We used MATLAB, subject by subject, to estimate the best-fitting parameters for each type and find the associated maximised log-likelihood, and hence identify the type of each subject through the use of the Akaike Information Criterion (AIC). We assumed that the actual decisions of the subjects (for any given parameter values) of a particular type were centred on the optimal decisions for that type (as described above) with beta distributed noise (as described below in Sect. 3.3).

3.3 The problem set used in the Experiment and our stochastic assumptions

We chose the set of problems (Table 1) presented to our subjects using simulation. Obviously, this simulation necessitated some assumption about the stochastic nature of our data. As we are trying to explain the amounts allocated to Left and Right at each stage, this can equivalently be expressed in terms of the proportions (of the endowment or the residual endowment) allocated to Left and Right. This variable is necessarily between zero and one, and the obvious distributional choice is the Beta distribution. So, we assumed that the actual proportion allocated to Left or Right, which we denote here by P, has a Beta distribution with parameters A and B given by A = P*(s-1) and B = (1-P*)(1-s), where P* is the optimal proportion. Given the properties of the Beta distribution, this guarantees that EP = P* and var(P) = P*(1-P*)/s. So, we are assuming that there is no bias in the actual allocation and that its variance is inversely proportional to s. Hence s is an indicator of the precision of the subjects.

Table 1 The problem set

In this p is the underlying true probability of Nature moving Left at the first stage, and q(r) the underlying true probability of Nature moving Left at the second stage given that Nature moved Left (Right) at the first.

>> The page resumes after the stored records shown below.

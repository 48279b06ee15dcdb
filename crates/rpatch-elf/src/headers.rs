//! Aggregate view over the file, program and section header tables.

use crate::ExecutableFileReadError;
use crate::constants::*;
use crate::file_header::{FileHeader, extract_file_header};
use crate::ident::IDENT_LEN;
use crate::program_header::{ProgramHeader, extract_all_program_headers};
use crate::section_header::{SectionHeader, SectionType, extract_all_section_headers};
use crate::word::{Class, Endian};

/// Every header table of the file, plus the layout questions the read
/// and write pipelines ask of them.
#[derive(Clone, Debug)]
pub struct FileAllHeaders {
    pub file_header: FileHeader,
    pub program_headers: Vec<ProgramHeader>,
    pub section_headers: Vec<SectionHeader>,
}

impl FileAllHeaders {
    /// Extract all three tables from the raw file bytes.
    pub fn extract(bytes: &[u8]) -> Result<Self, ExecutableFileReadError> {
        if bytes.len() < IDENT_LEN {
            return Err(ExecutableFileReadError::FileTooSmall {
                actual: bytes.len(),
            });
        }
        let ident = crate::ident::extract_ident(bytes);
        if !ident.seems_valid() {
            return Err(ExecutableFileReadError::InvalidIdent);
        }
        let class = ident.class().expect("checked by seems_valid");
        if bytes.len() < class.file_header_len() {
            return Err(ExecutableFileReadError::FileTooSmall {
                actual: bytes.len(),
            });
        }

        let file_header = extract_file_header(bytes);
        if !file_header.seems_valid() {
            return Err(ExecutableFileReadError::InvalidFileHeader);
        }
        let program_headers = extract_all_program_headers(bytes, &file_header)?;
        let section_headers = extract_all_section_headers(bytes, &file_header)?;

        Ok(Self {
            file_header,
            program_headers,
            section_headers,
        })
    }

    pub fn class(&self) -> Class {
        self.file_header.ident.class().expect("populated from a valid file")
    }

    pub fn endian(&self) -> Endian {
        self.file_header.ident.endian().expect("populated from a valid file")
    }

    // ------------------------------------------------------------------
    // Section lookups
    // ------------------------------------------------------------------

    pub fn section_index_by_name(&self, name: &str) -> Option<usize> {
        self.section_headers.iter().position(|s| s.name == name)
    }

    fn section_index_by_type(&self, section_type: SectionType) -> Option<usize> {
        self.section_headers
            .iter()
            .position(|s| s.section_type() == section_type)
    }

    pub fn dynamic_section_index(&self) -> Option<usize> {
        self.section_index_by_type(SectionType::Dynamic)
    }

    /// The dynamic string table, located through `sh_link` of the
    /// dynamic section (falling back to the `.dynstr` name).
    pub fn dynamic_string_table_index(&self) -> Option<usize> {
        let dynamic = &self.section_headers[self.dynamic_section_index()?];
        let linked = dynamic.link as usize;
        if linked != 0 && linked < self.section_headers.len() {
            return Some(linked);
        }
        self.section_index_by_name(SECTION_NAME_DYNSTR)
    }

    pub fn dynamic_symbol_table_index(&self) -> Option<usize> {
        self.section_index_by_type(SectionType::DynSym)
    }

    pub fn symbol_table_index(&self) -> Option<usize> {
        self.section_index_by_type(SectionType::SymbolTable)
    }

    pub fn gnu_hash_section_index(&self) -> Option<usize> {
        self.section_index_by_type(SectionType::GnuHash)
    }

    pub fn got_section_index(&self) -> Option<usize> {
        self.section_index_by_name(SECTION_NAME_GOT)
    }

    pub fn got_plt_section_index(&self) -> Option<usize> {
        self.section_index_by_name(SECTION_NAME_GOT_PLT)
    }

    pub fn program_interpreter_section_index(&self) -> Option<usize> {
        self.section_index_by_name(SECTION_NAME_INTERP)
    }

    pub fn note_section_indexes(&self) -> Vec<usize> {
        self.section_headers
            .iter()
            .enumerate()
            .filter(|(_, s)| s.section_type() == SectionType::Note)
            .map(|(i, _)| i)
            .collect()
    }

    pub fn contains_dynamic_section(&self) -> bool {
        self.dynamic_section_index().is_some()
    }

    pub fn contains_got_section(&self) -> bool {
        self.got_section_index().is_some()
    }

    pub fn contains_gnu_hash_section(&self) -> bool {
        self.gnu_hash_section_index().is_some()
    }

    pub fn contains_program_interpreter(&self) -> bool {
        self.program_interpreter_section_index().is_some()
    }

    /// Borrow the exact content slice of a section, bounds-checked
    /// against the file.
    pub fn section_bytes<'a>(
        &self,
        bytes: &'a [u8],
        index: usize,
    ) -> Result<&'a [u8], ExecutableFileReadError> {
        let header = &self.section_headers[index];
        let start = header.offset as usize;
        let end = start.checked_add(header.size as usize);
        match end {
            Some(end) if end <= bytes.len() => Ok(&bytes[start..end]),
            _ => Err(ExecutableFileReadError::SectionOutOfBounds {
                name: header.name.clone(),
                offset: header.offset,
                size: header.size,
                actual: bytes.len(),
            }),
        }
    }

    // ------------------------------------------------------------------
    // Segment lookups
    // ------------------------------------------------------------------

    pub fn dynamic_program_header_index(&self) -> Option<usize> {
        self.program_headers.iter().position(|p| p.p_type == PT_DYNAMIC)
    }

    pub fn program_header_table_segment_index(&self) -> Option<usize> {
        self.program_headers.iter().position(|p| p.p_type == PT_PHDR)
    }

    /// End of the highest PT_LOAD segment in the virtual address space.
    pub fn highest_load_segment_virtual_end(&self) -> u64 {
        self.program_headers
            .iter()
            .filter(|p| p.p_type == PT_LOAD)
            .map(ProgramHeader::virtual_end)
            .max()
            .unwrap_or(0)
    }

    /// Smallest file size that holds everything the headers describe.
    pub fn minimum_size_to_read(&self) -> u64 {
        let tables = self
            .file_header
            .minimum_size_to_read_all_program_headers()
            .max(self.file_header.minimum_size_to_read_all_section_headers());
        let sections = self
            .section_headers
            .iter()
            .filter(|s| s.section_type() != SectionType::NoBits)
            .map(SectionHeader::minimum_size_to_read)
            .max()
            .unwrap_or(0);
        tables.max(sections)
    }
}
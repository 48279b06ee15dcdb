//! CLI definitions and argument types.

use std::path::PathBuf;

use clap::{Parser, Subcommand};

/// Exit code for success.
pub const EXIT_SUCCESS: i32 = 0;
/// Exit code for failure.
pub const EXIT_FAILURE: i32 = 1;

#[derive(Parser)]
#[command(name = "rpatch")]
#[command(about = "Inspect and rewrite the run-time search path of ELF binaries")]
#[command(version)]
pub struct Cli {
    /// Enable verbose output
    #[arg(short, long, global = true)]
    pub verbose: bool,

    /// Suppress output (only show errors)
    #[arg(short, long, global = true, conflicts_with = "verbose")]
    pub silent: bool,

    #[command(subcommand)]
    pub command: Commands,
}

#[derive(Subcommand)]
pub enum Commands {
    /// Print SONAME, needed libraries and run path of a file
    Show {
        /// ELF executable or shared library
        #[arg(value_name = "FILE")]
        file: PathBuf,
    },
    /// Set or replace the run path (DT_RUNPATH)
    SetRunpath {
        /// ELF executable or shared library
        #[arg(value_name = "FILE")]
        file: PathBuf,

        /// Colon-separated search path list; $ORIGIN is accepted
        #[arg(value_name = "PATHS")]
        paths: String,
    },
    /// Remove the run path entry and its string
    RemoveRunpath {
        /// ELF executable or shared library
        #[arg(value_name = "FILE")]
        file: PathBuf,
    },
    /// Set or replace the SONAME (shared libraries)
    SetSoname {
        /// ELF shared library
        #[arg(value_name = "FILE")]
        file: PathBuf,

        /// New SONAME
        #[arg(value_name = "NAME")]
        name: String,
    },
}
//! ELF specification constants.

// Identification block
pub const ELF_MAGIC: [u8; 4] = [0x7F, b'E', b'L', b'F'];
pub const ELF_CLASS_32: u8 = 1;
pub const ELF_CLASS_64: u8 = 2;
pub const ELF_DATA_LSB: u8 = 1;
pub const ELF_DATA_MSB: u8 = 2;
pub const ELF_VERSION_CURRENT: u8 = 1;

// Object file types
pub const ET_NONE: u16 = 0;
pub const ET_REL: u16 = 1;
pub const ET_EXEC: u16 = 2;
pub const ET_DYN: u16 = 3;
pub const ET_CORE: u16 = 4;

// Program header types
pub const PT_NULL: u32 = 0;
pub const PT_LOAD: u32 = 1;
pub const PT_DYNAMIC: u32 = 2;
pub const PT_INTERP: u32 = 3;
pub const PT_NOTE: u32 = 4;
pub const PT_SHLIB: u32 = 5;
pub const PT_PHDR: u32 = 6;
pub const PT_TLS: u32 = 7;
pub const PT_GNU_EH_FRAME: u32 = 0x6474_E550;
pub const PT_GNU_STACK: u32 = 0x6474_E551;
pub const PT_GNU_RELRO: u32 = 0x6474_E552;

// Program header flags
pub const PF_X: u32 = 0x1; // Execute
pub const PF_W: u32 = 0x2; // Write
pub const PF_R: u32 = 0x4; // Read

// Section header types
pub const SHT_NULL: u32 = 0;
pub const SHT_PROGBITS: u32 = 1;
pub const SHT_SYMTAB: u32 = 2;
pub const SHT_STRTAB: u32 = 3;
pub const SHT_RELA: u32 = 4;
pub const SHT_HASH: u32 = 5;
pub const SHT_DYNAMIC: u32 = 6;
pub const SHT_NOTE: u32 = 7;
pub const SHT_NOBITS: u32 = 8;
pub const SHT_REL: u32 = 9;
pub const SHT_SHLIB: u32 = 10;
pub const SHT_DYNSYM: u32 = 11;
pub const SHT_INIT_ARRAY: u32 = 14;
pub const SHT_FINI_ARRAY: u32 = 15;
pub const SHT_GNU_HASH: u32 = 0x6FFF_FFF6;

// Section flags
pub const SHF_WRITE: u64 = 0x1;
pub const SHF_ALLOC: u64 = 0x2;
pub const SHF_EXECINSTR: u64 = 0x4;

// Special section indexes (st_shndx values that do not name a section)
pub const SHN_UNDEF: u16 = 0;
pub const SHN_LORESERVE: u16 = 0xFF00;

// Dynamic entry tags
pub const DT_NULL: i64 = 0;
pub const DT_NEEDED: i64 = 1;
pub const DT_HASH: i64 = 4;
pub const DT_STRTAB: i64 = 5;
pub const DT_SYMTAB: i64 = 6;
pub const DT_STRSZ: i64 = 10;
pub const DT_SYMENT: i64 = 11;
pub const DT_INIT: i64 = 12;
pub const DT_FINI: i64 = 13;
pub const DT_SONAME: i64 = 14;
pub const DT_RPATH: i64 = 15;
pub const DT_RUNPATH: i64 = 29;
pub const DT_GNU_HASH: i64 = 0x6FFF_FEF5;

// Symbol binding (upper 4 bits of st_info)
pub const STB_LOCAL: u8 = 0;
pub const STB_GLOBAL: u8 = 1;
pub const STB_WEAK: u8 = 2;

// Symbol type (lower 4 bits of st_info)
pub const STT_NOTYPE: u8 = 0;
pub const STT_OBJECT: u8 = 1;
pub const STT_FUNC: u8 = 2;
pub const STT_SECTION: u8 = 3;
pub const STT_FILE: u8 = 4;

// Well-known section names
pub const SECTION_NAME_DYNSTR: &str = ".dynstr";
pub const SECTION_NAME_GOT: &str = ".got";
pub const SECTION_NAME_GOT_PLT: &str = ".got.plt";
pub const SECTION_NAME_INTERP: &str = ".interp";

/// Alignment of PT_LOAD segments added by the relocation pipeline.
pub const PAGE_SIZE: u64 = 0x1000;
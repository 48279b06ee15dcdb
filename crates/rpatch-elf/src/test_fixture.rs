//! Hand-assembled ELF files shared by the unit tests.

use crate::constants::*;
use crate::dynamic::{DynamicStruct, encode_dynamic_entries};
use crate::file_header::{FileHeader, encode_file_header};
use crate::ident::Ident;
use crate::program_header::{ProgramHeader, encode_program_header};
use crate::section_header::{SectionHeader, encode_section_header};
use crate::symbol::{SymbolTableEntry, encode_symbol};
use crate::word::{Class, Endian};

const BASE_VADDR: u64 = 0x40_0000;
const PHT_OFFSET: u64 = 0x40;
const DYNSYM_OFFSET: u64 = 0xC0;
const DYNSTR_OFFSET: u64 = 0x100;
const DYNAMIC_OFFSET: u64 = 0x180;
const SHSTRTAB_OFFSET: u64 = 0x200;
const SHT_OFFSET: u64 = 0x240;
const FILE_SIZE: usize = 0x380;

/// Build a minimal dynamically linked ELF64 little-endian executable
/// with one needed library (`libA.so`) and, optionally, a run path.
pub fn minimal_elf64_dyn(run_path: Option<&str>) -> Vec<u8> {
    let class = Class::Elf64;
    let endian = Endian::Little;
    let mut bytes = vec![0_u8; FILE_SIZE];

    // Dynamic string table: \0[run_path\0]libA.so\0
    let mut dynstr = vec![0_u8];
    let needed_index;
    match run_path {
        Some(rp) => {
            dynstr.extend_from_slice(rp.as_bytes());
            dynstr.push(0);
            needed_index = dynstr.len() as u64;
            dynstr.extend_from_slice(b"libA.so\0");
        }
        None => {
            needed_index = 1;
            dynstr.extend_from_slice(b"libA.so\0");
        }
    }
    assert!(DYNSTR_OFFSET as usize + dynstr.len() <= DYNAMIC_OFFSET as usize);

    // Dynamic entries, terminated by DT_NULL.
    let mut entries = vec![
        DynamicStruct::new(DT_NEEDED, needed_index),
        DynamicStruct::new(DT_STRTAB, BASE_VADDR + DYNSTR_OFFSET),
        DynamicStruct::new(DT_SYMTAB, BASE_VADDR + DYNSYM_OFFSET),
        DynamicStruct::new(DT_STRSZ, dynstr.len() as u64),
    ];
    if run_path.is_some() {
        entries.push(DynamicStruct::new(DT_RUNPATH, 1));
    }
    entries.push(DynamicStruct::new(DT_NULL, 0));
    let dynamic_size = (entries.len() * class.dynamic_entry_len()) as u64;
    assert!(DYNAMIC_OFFSET + dynamic_size <= SHSTRTAB_OFFSET);

    // Section name pool.
    let shstrtab = b"\0.dynsym\0.dynstr\0.dynamic\0.shstrtab\0";

    let file_header = FileHeader {
        ident: Ident {
            magic: ELF_MAGIC,
            class: class.byte(),
            data: endian.byte(),
            version: ELF_VERSION_CURRENT,
            os_abi: 0,
            abi_version: 0,
        },
        e_type: ET_EXEC,
        machine: 62, // EM_X86_64
        version: 1,
        entry: BASE_VADDR,
        phoff: PHT_OFFSET,
        shoff: SHT_OFFSET,
        flags: 0,
        ehsize: class.file_header_len() as u16,
        phentsize: class.program_header_len() as u16,
        phnum: 2,
        shentsize: class.section_header_len() as u16,
        shnum: 5,
        shstrndx: 4,
    };
    encode_file_header(&mut bytes, &file_header);

    let program_headers = [
        ProgramHeader {
            p_type: PT_LOAD,
            flags: PF_R | PF_W | PF_X,
            offset: 0,
            vaddr: BASE_VADDR,
            paddr: BASE_VADDR,
            filesz: FILE_SIZE as u64,
            memsz: FILE_SIZE as u64,
            align: PAGE_SIZE,
        },
        ProgramHeader {
            p_type: PT_DYNAMIC,
            flags: PF_R | PF_W,
            offset: DYNAMIC_OFFSET,
            vaddr: BASE_VADDR + DYNAMIC_OFFSET,
            paddr: BASE_VADDR + DYNAMIC_OFFSET,
            filesz: dynamic_size,
            memsz: dynamic_size,
            align: 8,
        },
    ];
    for (i, header) in program_headers.iter().enumerate() {
        let at = PHT_OFFSET as usize + i * class.program_header_len();
        encode_program_header(&mut bytes[at..], header, class, endian);
    }

    // Symbols: the null entry plus _DYNAMIC referencing section 3.
    let symbols = [
        SymbolTableEntry {
            name_index: 0,
            value: 0,
            size: 0,
            info: 0,
            other: 0,
            shndx: SHN_UNDEF,
        },
        SymbolTableEntry {
            name_index: 0,
            value: BASE_VADDR + DYNAMIC_OFFSET,
            size: 0,
            info: STT_OBJECT,
            other: 0,
            shndx: 3,
        },
    ];
    for (i, symbol) in symbols.iter().enumerate() {
        let at = DYNSYM_OFFSET as usize + i * class.symbol_len();
        encode_symbol(&mut bytes[at..], symbol, class, endian);
    }

    bytes[DYNSTR_OFFSET as usize..DYNSTR_OFFSET as usize + dynstr.len()]
        .copy_from_slice(&dynstr);
    encode_dynamic_entries(
        &mut bytes[DYNAMIC_OFFSET as usize..],
        &entries,
        class,
        endian,
    );
    bytes[SHSTRTAB_OFFSET as usize..SHSTRTAB_OFFSET as usize + shstrtab.len()]
        .copy_from_slice(shstrtab);

    let blank = |name_index: u32| SectionHeader {
        name_index,
        name: String::new(),
        sh_type: SHT_NULL,
        flags: 0,
        addr: 0,
        offset: 0,
        size: 0,
        link: 0,
        info: 0,
        addralign: 0,
        entsize: 0,
    };
    let section_headers = [
        blank(0),
        SectionHeader {
            sh_type: SHT_DYNSYM,
            flags: SHF_ALLOC,
            addr: BASE_VADDR + DYNSYM_OFFSET,
            offset: DYNSYM_OFFSET,
            size: (symbols.len() * class.symbol_len()) as u64,
            link: 2,
            info: 1,
            addralign: 8,
            entsize: class.symbol_len() as u64,
            ..blank(1)
        },
        SectionHeader {
            sh_type: SHT_STRTAB,
            flags: SHF_ALLOC,
            addr: BASE_VADDR + DYNSTR_OFFSET,
            offset: DYNSTR_OFFSET,
            size: dynstr.len() as u64,
            addralign: 1,
            ..blank(9)
        },
        SectionHeader {
            sh_type: SHT_DYNAMIC,
            flags: SHF_ALLOC | SHF_WRITE,
            addr: BASE_VADDR + DYNAMIC_OFFSET,
            offset: DYNAMIC_OFFSET,
            size: dynamic_size,
            link: 2,
            addralign: 8,
            entsize: class.dynamic_entry_len() as u64,
            ..blank(17)
        },
        SectionHeader {
            sh_type: SHT_STRTAB,
            offset: SHSTRTAB_OFFSET,
            size: shstrtab.len() as u64,
            addralign: 1,
            ..blank(26)
        },
    ];
    for (i, header) in section_headers.iter().enumerate() {
        let at = SHT_OFFSET as usize + i * class.section_header_len();
        encode_section_header(&mut bytes[at..], header, class, endian);
    }

    bytes
}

Our simulation was aimed at choosing a set of problems from which we could identify the different types with reasonable accuracy (see Table 2). We proceeded as follows: first, we chose a set of problems, then we simulated the decisions of each type of individual (assuming noise as expressed with the Beta distribution) and then we estimated the best-fitting type (on the basis of the highest maximised log-likelihood). Clearly, a good set of problems is one for which the best-fitting type is the assumed type. We repeated this for different sets of problems (with differing numbers of problems) until we found a set for which the best-fitting types were closest to the assumed type. We created a set of 35 problems (these were different from those used by Hey & Panaccione, 2011) and carried out 40 simulations, which produced the results shown below.

Table 2 Simulation results (based on 40 simulations)

Our simulation involved the following parameters: δ for the degree of ambiguity, α for ambiguity aversion, r for risk aversion and s for the precision of the Beta distribution. We chose ‘reasonable’ values for these parameters, obtained from a pilot experiment.

Based on our simulations, we can conclude that the selected problem set is sufficiently large and that it possesses good explanatory power and accuracy. It is also sufficiently small to be completed within a reasonable amount of time. Moreover, upon conducting simulations with larger problem sets, we did not observe any significant improvements.

3.4 The experiment

Our experiment was conducted using the Qualtrics platform with a set of undergraduate economics students from the University of Bari, and consisted of two between-subject sessions: one incentivised and one unincentivised, with 58 participants in the incentivised treatmentFootnote 6 and 58 in the unincentivised treatment.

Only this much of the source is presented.